A Palestinian official said Israel relented and permitted their entry without any change to the logo. An Israeli official said the letterhead had been changed to the “Palestinian Authority”.
Israel does not recognise a Palestinian state, whose creation it says should stem from peace negotiations. It voted against a U.N. General Assembly resolution in 2012 that gave de facto recognition to a sovereign Palestinian state.
“After our intervention, the Israelis allowed the patients to enter with the same papers, with the words State of Palestine,” said Nasser al-Sarraj, deputy Palestinian Minister of Civil Affairs.

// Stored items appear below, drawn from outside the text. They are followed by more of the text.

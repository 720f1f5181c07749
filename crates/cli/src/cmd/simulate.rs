//! Simulate command
//!
//! Fires a burst of triggers for one task type through an in-process worker
//! and reports how many invocations ran and how many were superseded.

use crate::util;
use anyhow::{Context, Result};
use lull_core::{
    Clock, Coordinator, CoordinatorRegistry, DebounceConfig, KeySpec, MemoryTicketStore,
    SystemClock, TicketStore,
};
use lull_worker::{handler_fn, DebounceInterceptor, LocalScheduler, Pipeline, Worker};
use owo_colors::OwoColorize;
use serde_json::{json, Value};
use std::path::Path;
use std::sync::Arc;
use std::time::Duration;

/// Options for `lull simulate`
#[derive(Debug, Clone)]
pub struct SimulateOptions {
    pub task: String,
    pub triggers: usize,
    pub interval_ms: u64,
    pub key: Option<String>,
    pub key_args: Vec<usize>,
    pub delay_secs: Option<u64>,
    pub args: Vec<String>,
}

impl SimulateOptions {
    /// Literal key, else the chosen argument positions, else every argument
    ///
    /// Positions refer to the user's arguments only; the revision argument
    /// appended to each trigger cannot be part of the key.
    fn key_spec(&self, arg_count: usize) -> Result<KeySpec> {
        if let Some(key) = &self.key {
            return Ok(KeySpec::literal(key.clone()));
        }

        if let Some(&index) = self.key_args.iter().find(|&&index| index >= arg_count) {
            anyhow::bail!(
                "--key-args index {} is out of range: {} argument(s) given",
                index,
                arg_count
            );
        }

        Ok(if !self.key_args.is_empty() {
            KeySpec::indices(self.key_args.iter().copied())
        } else if arg_count > 0 {
            KeySpec::indices(0..arg_count)
        } else {
            KeySpec::literal("default")
        })
    }
}

pub async fn run(config: Option<&Path>, options: SimulateOptions) -> Result<()> {
    let settings = util::load_settings(config)?;

    let base_args: Vec<Value> = options.args.iter().map(|raw| util::parse_arg(raw)).collect();
    let spec = options.key_spec(base_args.len())?;

    let debounce = match (options.delay_secs, settings.tasks.get(&options.task)) {
        (Some(delay), Some(task)) => DebounceConfig::new(Duration::from_secs(delay))
            .with_delay_buffer(Duration::from_secs(task.delay_buffer_secs)),
        (Some(delay), None) => DebounceConfig::new(Duration::from_secs(delay)),
        (None, Some(task)) => task.debounce_config(),
        (None, None) => anyhow::bail!(
            "Task type '{}' is not configured (add [tasks.{}] to settings or pass --delay-secs)",
            options.task,
            options.task
        ),
    };

    let store: Arc<dyn TicketStore> = match &settings.store.path {
        Some(path) => Arc::new(
            lull_core::SledTicketStore::open(path)
                .with_context(|| format!("Failed to open ticket database {}", path.display()))?,
        ),
        None => Arc::new(MemoryTicketStore::new()),
    };

    let (scheduler, rx) = LocalScheduler::new(lull_worker::DEFAULT_QUEUE_CAPACITY);
    let scheduler = Arc::new(scheduler);

    let mut registry = CoordinatorRegistry::new();
    let coordinator = registry
        .register(Coordinator::new(
            options.task.clone(),
            debounce,
            store,
            scheduler.clone(),
        )?)
        .context("Failed to register coordinator")?;
    let registry = Arc::new(registry);

    let task_name = options.task.clone();
    let pipeline = Pipeline::builder()
        .handler(handler_fn(options.task.clone(), move |args: Vec<Value>| {
            let task_name = task_name.clone();
            async move {
                println!(
                    "{} {} ran with {}",
                    "▶".green(),
                    task_name.bold(),
                    Value::Array(args.clone())
                );
                Ok(json!({ "args": args }))
            }
        }))
        .interceptor(DebounceInterceptor::new(registry))
        .build();
    let handle = Worker::new(Arc::new(pipeline), rx).spawn();

    println!(
        "{} {} trigger(s) for {} (delay {}s + buffer {}s)\n",
        "Simulating".bold(),
        options.triggers,
        options.task.cyan(),
        debounce.delay.as_secs(),
        debounce.delay_buffer.as_secs()
    );

    for trigger in 1..=options.triggers {
        let mut args = base_args.clone();
        args.push(json!({ "revision": trigger }));

        let receipt = coordinator.schedule(args, &spec).await?;
        println!(
            "  {} #{} key={} id={} fires {}",
            "•".dimmed(),
            trigger,
            receipt.key.as_str().yellow(),
            util::short_id(receipt.id.as_str()).dimmed(),
            util::format_relative_secs(receipt.fire_at, SystemClock.now_secs())
        );

        if options.interval_ms > 0 && trigger < options.triggers {
            tokio::time::sleep(Duration::from_millis(options.interval_ms)).await;
        }
    }

    println!("\n{}", "Waiting for the quiet period to elapse...".dimmed());
    scheduler.wait_idle(Duration::from_millis(100)).await;
    let report = handle.shutdown().await;

    println!("\n{}", "Result".bold());
    println!("  {}: {}", "Executed".green(), report.executed);
    println!("  {}: {}", "Skipped".yellow(), report.skipped);
    if report.failed > 0 {
        println!("  {}: {}", "Failed".red(), report.failed);
    } else {
        println!("  {}: {}", "Failed".dimmed(), report.failed);
    }

    Ok(())
}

Citing its opposition to the state logo, Israel banned about 50 patients from crossing on Wednesday but permitted the entry of 10 others deemed to be urgent cases.
A spokesman for Israel’s military-run COGAT authority, which issues entry permits, said the entry requests were re-submitted under a Palestinian Authority letterhead, an entity established under interim peace deals.
“Thirty-five requests were examined and approved and they are expected to cross today. The rest, cases that are not urgent, are still being examined. In all, 200 patients and their escorts are expected to cross today,” said Major Guy Inbar.
Sarraj said Israeli and Palestinian health officials would hold further discussions over the issue.
Israeli treatment for patients from the Gaza Strip - an enclave run by Hamas Islamists hostile to Israel - is arranged by the Palestinian Authority, headquartered in the West Bank.
Palestinian health ministry officials rejected the Israeli ban on Wednesday as a “blackmail” and said they have been using the new letterhead for a year.